__Assignment__
For this exercise, return exactly the lines of the material below that begin at the one with "use std::sync::Arc;" and stop after the one with "pub struct ApiClient".

__Supplied records__
'''

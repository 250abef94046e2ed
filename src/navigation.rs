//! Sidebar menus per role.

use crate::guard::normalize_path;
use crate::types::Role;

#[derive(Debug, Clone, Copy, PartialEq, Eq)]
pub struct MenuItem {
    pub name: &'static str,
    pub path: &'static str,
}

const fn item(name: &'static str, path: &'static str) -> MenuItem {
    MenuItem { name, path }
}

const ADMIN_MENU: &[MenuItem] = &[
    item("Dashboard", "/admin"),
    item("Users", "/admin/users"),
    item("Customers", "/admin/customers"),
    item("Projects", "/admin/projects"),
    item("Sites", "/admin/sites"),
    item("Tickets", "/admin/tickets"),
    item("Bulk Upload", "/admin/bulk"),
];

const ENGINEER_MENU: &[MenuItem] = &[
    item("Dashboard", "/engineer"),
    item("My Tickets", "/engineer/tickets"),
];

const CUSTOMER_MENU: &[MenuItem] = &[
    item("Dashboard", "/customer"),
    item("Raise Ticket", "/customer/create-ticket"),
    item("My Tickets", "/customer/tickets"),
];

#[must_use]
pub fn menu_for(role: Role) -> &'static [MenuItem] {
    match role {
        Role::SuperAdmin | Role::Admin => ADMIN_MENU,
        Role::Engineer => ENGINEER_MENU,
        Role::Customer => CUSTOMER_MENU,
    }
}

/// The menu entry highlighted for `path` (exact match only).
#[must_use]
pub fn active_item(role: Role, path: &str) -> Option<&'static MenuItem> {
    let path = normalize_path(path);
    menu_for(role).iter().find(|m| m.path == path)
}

'''
'''

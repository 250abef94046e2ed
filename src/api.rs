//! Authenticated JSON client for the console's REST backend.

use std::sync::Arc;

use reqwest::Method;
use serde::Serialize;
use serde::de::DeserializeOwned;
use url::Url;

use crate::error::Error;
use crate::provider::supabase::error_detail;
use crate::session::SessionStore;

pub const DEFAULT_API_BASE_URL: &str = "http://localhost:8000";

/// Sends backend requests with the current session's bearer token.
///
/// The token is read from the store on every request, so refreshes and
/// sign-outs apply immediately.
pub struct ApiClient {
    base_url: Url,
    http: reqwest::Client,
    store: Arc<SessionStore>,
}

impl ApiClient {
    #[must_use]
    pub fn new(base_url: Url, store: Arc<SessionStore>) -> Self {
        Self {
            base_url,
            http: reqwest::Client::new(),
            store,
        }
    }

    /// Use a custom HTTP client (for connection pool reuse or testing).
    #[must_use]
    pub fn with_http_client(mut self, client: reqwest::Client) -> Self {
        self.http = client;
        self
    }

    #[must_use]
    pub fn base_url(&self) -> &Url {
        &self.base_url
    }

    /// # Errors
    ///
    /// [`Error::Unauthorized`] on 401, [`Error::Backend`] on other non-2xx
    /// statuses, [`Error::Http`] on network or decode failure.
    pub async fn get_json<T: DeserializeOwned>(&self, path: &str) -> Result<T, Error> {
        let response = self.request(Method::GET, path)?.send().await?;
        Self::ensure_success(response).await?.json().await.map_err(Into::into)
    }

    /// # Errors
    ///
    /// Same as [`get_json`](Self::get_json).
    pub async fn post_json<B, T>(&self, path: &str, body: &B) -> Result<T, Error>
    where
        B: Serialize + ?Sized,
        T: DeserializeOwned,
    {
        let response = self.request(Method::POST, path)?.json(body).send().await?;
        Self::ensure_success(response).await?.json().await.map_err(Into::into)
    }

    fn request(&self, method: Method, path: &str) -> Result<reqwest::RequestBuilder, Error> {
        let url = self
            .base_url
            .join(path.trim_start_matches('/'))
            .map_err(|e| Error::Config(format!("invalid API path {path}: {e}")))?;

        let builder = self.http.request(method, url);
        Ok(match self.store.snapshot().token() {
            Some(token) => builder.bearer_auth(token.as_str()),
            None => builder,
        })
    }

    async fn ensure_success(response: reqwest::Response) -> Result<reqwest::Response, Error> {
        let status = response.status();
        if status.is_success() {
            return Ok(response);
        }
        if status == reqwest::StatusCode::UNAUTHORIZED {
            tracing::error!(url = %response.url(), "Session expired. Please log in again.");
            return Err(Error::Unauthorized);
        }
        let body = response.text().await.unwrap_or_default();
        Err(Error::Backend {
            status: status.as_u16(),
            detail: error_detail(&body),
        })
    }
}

'''

__Exercise solution__
use std::sync::Arc;

use reqwest::Method;
use serde::Serialize;
use serde::de::DeserializeOwned;
use url::Url;

use crate::error::Error;
use crate::provider::supabase::error_detail;
use crate::session::SessionStore;

pub const DEFAULT_API_BASE_URL: &str = "http://localhost:8000";

/// Sends backend requests with the current session's bearer token.
///
/// The token is read from the store on every request, so refreshes and
/// sign-outs apply immediately.
pub struct ApiClient {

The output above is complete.